Admittedly, this first step can be a bear for some companies—70 to 80% of the effort might center around data cleansing. Some brands, like Williams-Sonoma, already have good data and are organized enough to begin working on more complex problems—such as whether or not to incent anonymous website visitors to sign in, or the way customer behavior insights can work with online ad buys.
“How do we tie together this core of very good and useful data, representing thirty years of transactions, with the very fleeting, ephemeral world of the ad exchange?” said Williams-Sonoma’s VP of Customer Analytics Mohan Namboodiri in describing a recent challenge.
Levi’s by contrast is further back in the process. “Our data is a mess, honestly,” Rafferty confessed. The company never anticipated its databases would be useful for future business decisions and customer insights until relatively recently. “As a result, we’ve merged a couple of databases and our team has had to spend a ton of time cleaning and validating the data,” he said.
For Levi’s, this means combining census data with store data and data from customers—pulling point-of-sale (POS) information in the hopes of gaining insights into behavioral and buying trends.
Apply analytics to improve the in-store experience
Certainly, CRM is a well-known application of in-store analytics. A loyalty plan or VIP customer buys an item, and a prompt at the register tells the checker to treat this individual differently.
Williams-Sonoma offers experiences—like cooking classes or free in-home design services—that appeal to its customer base. “There are some initiatives in emphasizing the local aspect of a store,” Namboodiri said. “Bringing in foods and practitioners who are specific to a store area is a differentiator.”
The next step is contacting the customer based on interests. Currently, Williams-Sonoma has outbound call lists based on discontinued collections. If a customer has shown interest in a collection in the past and the collection is about to be discontinued, a store associate can call the customer to inform her.
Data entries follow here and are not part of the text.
/// Status, reason and error fields of a failed execution, plus at most one hint.
pub fn describe_failure(info: &QueryExecutionInfo, ctx: &FailureContext) -> String {
    let mut parts = vec![format!(
        "Athena query failed with status: {}",
        info.state_name
    )];
    let reason = info
        .state_change_reason
        .as_deref()
        .filter(|r| !r.trim().is_empty());
    if let Some(reason) = reason {
        parts.push(format!("Reason: {}", reason));
    }
    if let Some(category) = info.error_category {
        parts.push(format!("Category: {}", category));
    }
    if let Some(error_type) = info.error_type {
        parts.push(format!("Type: {}", error_type));
    }
    if let Some(retryable) = info.retryable {
        parts.push(format!("Retryable: {}", retryable));
    }

    let mut message = parts.join(". ");
    if let Some(hint) = reason.and_then(|r| remediation_hint(&r.to_lowercase(), ctx)) {
        message.push_str(". ");
        message.push_str(&hint);
    }
    message
}

fn remediation_hint(reason: &str, ctx: &FailureContext) -> Option<String> {
    let hint = if reason.contains("catalog") && reason.contains("does not exist") {
        format!(
            "SETUP REQUIRED: table bucket {} is not registered with the data catalog. \
             Enable analytics integration for the bucket and grant Lake Formation permissions \
             on catalog {}:{}",
            ctx.bucket_arn, ctx.account_id, ctx.catalog
        )
    } else if reason.contains("database") && reason.contains("does not exist") {
        format!(
            "SUGGESTION: database \"{}\" does not exist in catalog \"{}\". \
             Create it first with: CREATE DATABASE `{}`",
            ctx.namespace, ctx.catalog, ctx.namespace
        )
    } else if reason.contains("does not exist") || reason.contains("table not found") {
        format!(
            "SUGGESTION: the table exists in the bucket but is not visible in catalog \"{}\". \
             Enable analytics integration",
            ctx.catalog
        )
    } else if reason.contains("access denied") || reason.contains("permission") {
        format!(
            "SUGGESTION: grant Lake Formation permissions on catalog \"{}\" and database \"{}\"",
            ctx.catalog, ctx.namespace
        )
    } else if reason.contains("workgroup") {
        "SUGGESTION: check the workgroup configuration and its result location".to_string()
    } else if reason.contains("syntax") || reason.contains("parse") {
        format!("SUGGESTION: check SQL syntax. Query was: {}", ctx.query)
    } else if reason.contains("query result location") || reason.contains("output location") {
        format!(
            "RESULT LOCATION: results go to {}. Check the bucket's permissions",
            ctx.output_location
        )
    } else {
        return None;
    };
    Some(hint)
}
Williams-Sonoma is currently looking at how this can apply in-stores. “We’re not there in terms of instrumenting applications to let store associates approach customers and look them up right on the spot and introduce cross-sells or opportunities [immediately],” Namboodiri said. “But that’s not a far-off proposition.
And there are other, more subtle ways analytics can improve the in-store experience.
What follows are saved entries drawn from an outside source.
//! Access policy applied before any backend is contacted.
//!
//! Two independent gates:
//! - [`enforce`] classifies SQL text and rejects forbidden operation keywords
//!   for the caller's [`AccessMode`];
//! - [`WriteGate`] is the server-level switch that disables every mutating
//!   entry point unless writes were enabled at startup.

use crate::classify::{self, OperationSet};
use crate::error::TablesError;
use std::fmt;
use std::future::Future;
use tracing::{debug, warn};

#[derive(Debug, Clone, Copy, PartialEq, Eq)]
pub enum AccessMode {
    /// Reject any write operation.
    ReadOnly,
    /// Allow ordinary writes, reject destructive ones.
    ReadWrite,
}

impl AccessMode {
    pub(crate) fn forbidden_label(&self) -> &'static str {
        match self {
            AccessMode::ReadOnly => "write",
            AccessMode::ReadWrite => "destructive",
        }
    }

    fn forbids(&self, op: &str) -> bool {
        match self {
            AccessMode::ReadOnly => classify::is_write(op),
            AccessMode::ReadWrite => classify::is_destructive(op),
        }
    }
}

impl fmt::Display for AccessMode {
    fn fmt(&self, f: &mut fmt::Formatter<'_>) -> fmt::Result {
        match self {
            AccessMode::ReadOnly => f.write_str("read-only"),
            AccessMode::ReadWrite => f.write_str("write"),
        }
    }
}

/// Classify `sql` and reject it if any top-level operation is forbidden in `mode`.
///
/// The error lists every disallowed keyword found, not just the first.
pub fn enforce(sql: &str, mode: AccessMode) -> Result<OperationSet, TablesError> {
    let operations = classify::operations(sql);
    let disallowed: OperationSet = operations
        .iter()
        .filter(|op| mode.forbids(op))
        .cloned()
        .collect();

    if disallowed.is_empty() {
        debug!(?operations, %mode, "query passed policy check");
        Ok(operations)
    } else {
        warn!(?disallowed, %mode, "query rejected by policy");
        Err(TablesError::Policy { mode, disallowed })
    }
}

/// Check-then-call: run `call` only if `sql` passes [`enforce`] for `mode`.
pub async fn guarded<F, Fut, T>(sql: &str, mode: AccessMode, call: F) -> Result<T, TablesError>
where
    F: FnOnce(OperationSet) -> Fut,
    Fut: Future<Output = Result<T, TablesError>>,
{
    let operations = enforce(sql, mode)?;
    call(operations).await
}

/// Server-wide write switch, fixed at construction.
#[derive(Debug, Clone, Copy)]
pub struct WriteGate {
    allow_write: bool,
}

impl WriteGate {
    pub fn new(allow_write: bool) -> Self {
        Self { allow_write }
    }

    pub fn allows_write(&self) -> bool {
        self.allow_write
    }

    pub fn check(&self, operation: &str) -> Result<(), TablesError> {
        if self.allow_write {
            Ok(())
        } else {
            Err(TablesError::WriteDisabled {
                operation: operation.to_string(),
            })
        }
    }

    /// Run `call` only when writes are enabled; the body never starts otherwise.
    pub async fn guard<F, Fut, T>(&self, operation: &str, call: F) -> Result<T, TablesError>
    where
        F: FnOnce() -> Fut,
        Fut: Future<Output = Result<T, TablesError>>,
    {
        self.check(operation)?;
        call().await
    }
}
“Where we have [the] biggest opportunity for growth and the biggest challenge is assortment planning,” said J.Crew’s Hamburger. For J.Crew, in-store personalization means being able to know the shopper well enough to assemble the right products—and the right amount of products—based on local or seasonal considerations and online activity. This could mean, for instance, making sure certain products delivered to stores are tissue-wrapped to take advantage of a certain trend or buying habit.
Customer analytics can’t always be applied directly to the customer
Unlike J.Crew and Williams-Sonoma, Levi’s sells its products wholesale, meaning it’s one step removed from the consumer buying process. After all, a customer buying Levi’s jeans at Macy’s isn’t buying directly from Levi’s. How, then, can Levi’s apply customer analytics without that straight-through line to the customer?
The answer is to apply analytics to the retail partners where customers are purchasing. “One of our major customers, a retail chain, has two very different consumers shopping there,” Rafferty said. “How do you sort to the specific store? That’s where we find the power in applying analytics. Consumer shopping in [different] stores is different and we need to understand what the differences are and merchandise and market to them. Analytics plays a key role in terms of inventory.”
It was precisely this process that enabled Levi’s to identify the unexpected sales growth of 501 jeans among urban consumers. Analytics allowed Levi’s to tailor its marketing to the right demographic, and its inventory to the right outlets.
It also clued Levi’s in when the company got a little overzealous. “As we exploited [the finding], we got too far over and too diluted in what we defined as the urban consumer,” Rafferty said. Consequently, Levi’s pulled its messaging back to appeal to its core 501 market.